Observation I think is the key in animating…

you may have to capture some video of people doing tumbling and even place these in the back ground of your Blender animation such that you can match your character to movement of the video frame…

Welcome to BA!!

Sorry, but no, there’s no tool like you’re looking for. Physics sims won’t help you either, with them you have no control. I just tried using blender’s rigid bodies sim to help with animating a cell phone falling from a table. It worked, it just didn’t work right. I needed one specific corner of the phone to hit the floor, couldn’t get the sim to do it. It always landed on the floor in a way I didn’t want it to.

Like norvman says, animation is a learned and practiced skill, and observation is also important. Once I thought I knew blender well enough to start animating, I thought I was ready to take over the world. I just started animating characters, how hard can it be? Just move the character and keyframe it, done. Who needs to do bouncing ball exercises??

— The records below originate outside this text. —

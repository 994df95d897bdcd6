//! Stylesheet and script for the dashboard, compiled into the binary.
//!
//! No external assets, no build tools, no CDN dependencies.

/// `GET /static/app.css`
pub const APP_CSS: &str = r#":root {
  --bg: #0d1117;
  --surface: #161b22;
  --border: #30363d;
  --text: #e6edf3;
  --text-muted: #8b949e;
  --accent: #58a6ff;
  --green: #3fb950;
  --yellow: #d29922;
  --red: #f85149;
  --radius: 8px;
  --font: -apple-system, BlinkMacSystemFont, 'Segoe UI', Helvetica, Arial, sans-serif;
  --mono: 'SF Mono', 'Cascadia Code', 'Fira Code', monospace;
}

* { margin: 0; padding: 0; box-sizing: border-box; }
body {
  background: var(--bg);
  color: var(--text);
  font-family: var(--font);
  font-size: 14px;
  line-height: 1.5;
}
a { color: var(--accent); text-decoration: none; }
a:hover { text-decoration: underline; }
code { font-family: var(--mono); }

header {
  display: flex;
  align-items: center;
  justify-content: space-between;
  flex-wrap: wrap;
  gap: 12px;
  max-width: 1200px;
  margin: 0 auto;
  padding: 16px 24px;
  border-bottom: 1px solid var(--border);
}
header h1 { font-size: 22px; font-weight: 600; }
header h1 a { color: var(--text); }
header h1 .logo { color: var(--accent); font-family: var(--mono); }
nav { display: flex; align-items: center; gap: 14px; flex-wrap: wrap; }
nav .who { color: var(--text-muted); }

main { max-width: 1200px; margin: 0 auto; padding: 24px; }
main > h2 { margin-bottom: 16px; }
footer.debug {
  max-width: 1200px;
  margin: 0 auto;
  padding: 8px 24px;
  color: var(--text-muted);
  font-size: 12px;
}

.grid { display: grid; grid-template-columns: repeat(auto-fit, minmax(340px, 1fr)); gap: 16px; margin-bottom: 16px; }
.card {
  background: var(--surface);
  border: 1px solid var(--border);
  border-radius: var(--radius);
  padding: 20px;
  margin-bottom: 16px;
}
.card.narrow { max-width: 420px; margin: 40px auto; }
.card h2, .card h3 { margin-bottom: 12px; }
.muted, .empty { color: var(--text-muted); }

.stats { display: grid; grid-template-columns: repeat(auto-fit, minmax(140px, 1fr)); gap: 12px; margin-bottom: 16px; }
.stat {
  background: var(--surface);
  border: 1px solid var(--border);
  border-radius: var(--radius);
  padding: 14px;
  display: flex;
  flex-direction: column;
}
.stat .label { color: var(--text-muted); font-size: 12px; text-transform: uppercase; }
.stat .value { font-size: 22px; font-weight: 600; }
.stat .sub { color: var(--text-muted); font-size: 12px; }
.progress { height: 6px; background: var(--border); border-radius: 3px; margin-top: 8px; overflow: hidden; }
.progress .bar { height: 100%; background: var(--green); }

.notice { padding: 10px 14px; border-radius: var(--radius); margin-bottom: 12px; border: 1px solid; }
.notice.success { border-color: var(--green); color: var(--green); }
.notice.error { border-color: var(--red); color: var(--red); }
.notice.info { border-color: var(--accent); color: var(--accent); }

form label { display: block; margin-bottom: 10px; color: var(--text-muted); }
form.inline { display: inline; }
input, select, textarea {
  display: block;
  width: 100%;
  margin-top: 4px;
  padding: 8px 10px;
  background: var(--bg);
  color: var(--text);
  border: 1px solid var(--border);
  border-radius: 6px;
  font: inherit;
}
button, .button {
  display: inline-block;
  padding: 8px 16px;
  background: var(--accent);
  color: var(--bg);
  border: none;
  border-radius: 6px;
  font: inherit;
  font-weight: 600;
  cursor: pointer;
}
button.secondary, .button.secondary { background: var(--border); color: var(--text); }
button.danger, a.danger { color: var(--red); }
button.danger { background: var(--red); color: var(--bg); }
nav button { padding: 4px 10px; background: var(--border); color: var(--text); }
.actions { display: flex; gap: 8px; }

table { width: 100%; border-collapse: collapse; margin-top: 8px; }
th, td { padding: 6px 8px; border-bottom: 1px solid var(--border); text-align: left; }
th { color: var(--text-muted); font-weight: 500; font-size: 12px; text-transform: uppercase; }
td.num { text-align: right; font-family: var(--mono); }
.tag { padding: 2px 8px; border-radius: 10px; background: var(--border); font-size: 12px; }

.search { margin-bottom: 12px; }
.results { list-style: none; margin-top: 8px; max-height: 260px; overflow-y: auto; }
.results li { padding: 6px 0; border-bottom: 1px solid var(--border); }
.brand { color: var(--yellow); font-size: 12px; }
.preview { border: 1px solid var(--accent); border-radius: var(--radius); padding: 12px; margin-bottom: 12px; }
.preview ul.macros, ul.macros { list-style: none; display: flex; gap: 14px; flex-wrap: wrap; }

.tabs { display: flex; gap: 10px; margin-bottom: 12px; }
.tabs a { padding: 4px 12px; border-radius: 12px; border: 1px solid var(--border); }
.tabs a.active { background: var(--accent); color: var(--bg); }
.insights { display: grid; gap: 10px; margin-top: 12px; }
.insight { display: flex; gap: 10px; padding: 10px; border-radius: var(--radius); border: 1px solid var(--border); }
.insight.warning { border-color: var(--yellow); }
.insight.success { border-color: var(--green); }
.cluster { border-left: 4px solid var(--accent); padding-left: 10px; font-size: 18px; }
dl.goals, dl.features { display: grid; grid-template-columns: auto 1fr; gap: 4px 16px; }
dl dt { color: var(--text-muted); }
.recommendations { margin: 6px 0 0 18px; }

.chart svg { width: 100%; height: auto; }
.chart text { fill: var(--text-muted); font-size: 11px; }
.chart .axis { stroke: var(--border); }
.chart .history { fill: none; stroke: var(--accent); stroke-width: 2; }
.chart .predicted { fill: none; stroke: var(--yellow); stroke-width: 2; stroke-dasharray: 5 4; }
.chart .predicted-dot { fill: var(--yellow); }
.chart .band { fill: var(--yellow); opacity: 0.15; }
"#;

/// `GET /static/app.js`
///
/// Debounces the food search box and ignores responses that arrive after a
/// newer search was started.
pub const APP_JS: &str = r#"(function () {
  'use strict';

  var input = document.getElementById('food-search');
  var results = document.getElementById('search-results');
  if (!input || !results) return;

  var debounceMs = parseInt(input.getAttribute('data-debounce-ms'), 10) || 300;
  var minChars = parseInt(input.getAttribute('data-min-chars'), 10) || 2;
  var timer = null;
  var latest = 0;

  input.addEventListener('input', function () {
    clearTimeout(timer);
    var query = input.value.trim();
    if (query.length < minChars) {
      latest++;
      results.innerHTML = '';
      return;
    }
    timer = setTimeout(function () { search(query); }, debounceMs);
  });

  function search(query) {
    var ticket = ++latest;
    fetch('/food/search?q=' + encodeURIComponent(query), { credentials: 'same-origin' })
      .then(function (res) {
        if (res.redirected && res.url.indexOf('/login') !== -1) {
          window.location.href = res.url;
          return null;
        }
        return res.text();
      })
      .then(function (html) {
        if (html === null || ticket !== latest) return;
        results.innerHTML = html;
      })
      .catch(function () {
        if (ticket !== latest) return;
        results.innerHTML = '<div class="notice error">Search failed. Check your connection.</div>';
      });
  }
})();
"#;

Turns out I needed them, because I’m doing them now, and I think you can learn all you need by doing them as well. Here’s a link to some animation exercises I cam across: http://www.animatorisland.com/51-great-animation-exercises-to-master/

Everything you are trying to do is covered in the first level exercises on that list. Learning how objects move, how a ball bounces, how a brick falls is what you need to know. A person running across a roof will move with great speed until they leave the roof, then forward momentum will slow to a stop, as gravity kicks in, they sill start to slowly fall, and pick up speed as falling with a sudden stop when they hit the ground. Pretty much like a ball would if you rolled it across a flat roof and it fell to the ground…

Best of Luck,
Randy

Looks like that first level list is a bit abbreviated. Maybe the author was eager to begin working with characters. Here’s some suggested additions:

a) chain swinging from a peg
b) billiard ball striking another billiard ball
c) billiards with bounces off billiard table rail
d) dropping a ping pong ball; tennis ball; baseball; bowling ball (increasing density and weight) onto a hardwood floor
e) same as (d) only the floor is a rubber mat

Another challenge is to animate some of those exercises that obviously require a character with some simpler object, like a ball or a pickle.
eg: scared pickle peering around a corner, or, billiard ball changes from happy to sad.

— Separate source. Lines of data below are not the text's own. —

// ---------------------------------------------------------------------------
// nutriboard serve
// ---------------------------------------------------------------------------

pub fn run_serve(ctx: Context, addr: Option<&str>, no_open: bool) -> Result<()> {
    let addr = addr.unwrap_or(&ctx.config.web.addr).to_string();
    let open = ctx.config.web.open_browser && !no_open;
    let activity = ActivityLogger::from_config(&ctx.config.logging);
    let session = ctx.client.session().clone();
    let app = WebApp::new(ctx.config, session, activity);
    web::serve(app, &addr, open)
}

// ---------------------------------------------------------------------------
// Formatting helpers
// ---------------------------------------------------------------------------

/// Truncate to `max_len` characters, appending "…" if truncated.
fn truncate(s: &str, max_len: usize) -> String {
    if s.chars().count() <= max_len {
        s.to_string()
    } else {
        let kept: String = s.chars().take(max_len.saturating_sub(1)).collect();
        format!("{kept}…")
    }
}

These distill animation down to its essence. If you can make a pickle look scared, you can make anything look scared. :wink:

PS: @DigitalOpus: you might want to try your scene with a billiard ball, to get the overall motion looking right, then use the ball center locations and rotations for your character. It’s easier to work with a ball than a full blown character, and you can see whether the physics looks right more easily, because there’s really nothing else there.

Welcome to BlenderArtists :smiley:

@ revolt_randy and Orinoco

Wow… guys thanks for the list…
I been messing with 3D animation for years and still havent’ even gotten close to doing all of these…
I better get to work!

LOL!

Wow! thanks for all the great responses and for the great list of resources.

I had a look at this list and am working on the exercises. I also have been reading up on Disney’s Illusion of Life 12 Principles.

I am a total beginner at animating so I may be completely talking out of my ass about this, but the more I try this, the more I think this is hard because the tools make visualizing an objects weight (center of mass) and angular momentum hard to see. I can only see one frame at a time. To see how the center of mass is moving I need to play the animation, change camera angle, play again adjust, play again etc… The feedback is indirect so the process is slow and involves a lot of trial an error and experience. I need to guesstimate where the center of masses are.

I am thinking of writing an add on that will work like ghosts, except instead of displaying bone positions it will display the center of mass path and angular velocity for a system of bodies. Then it would be much easier to see what is happening to the weight of my objects in the scene over time.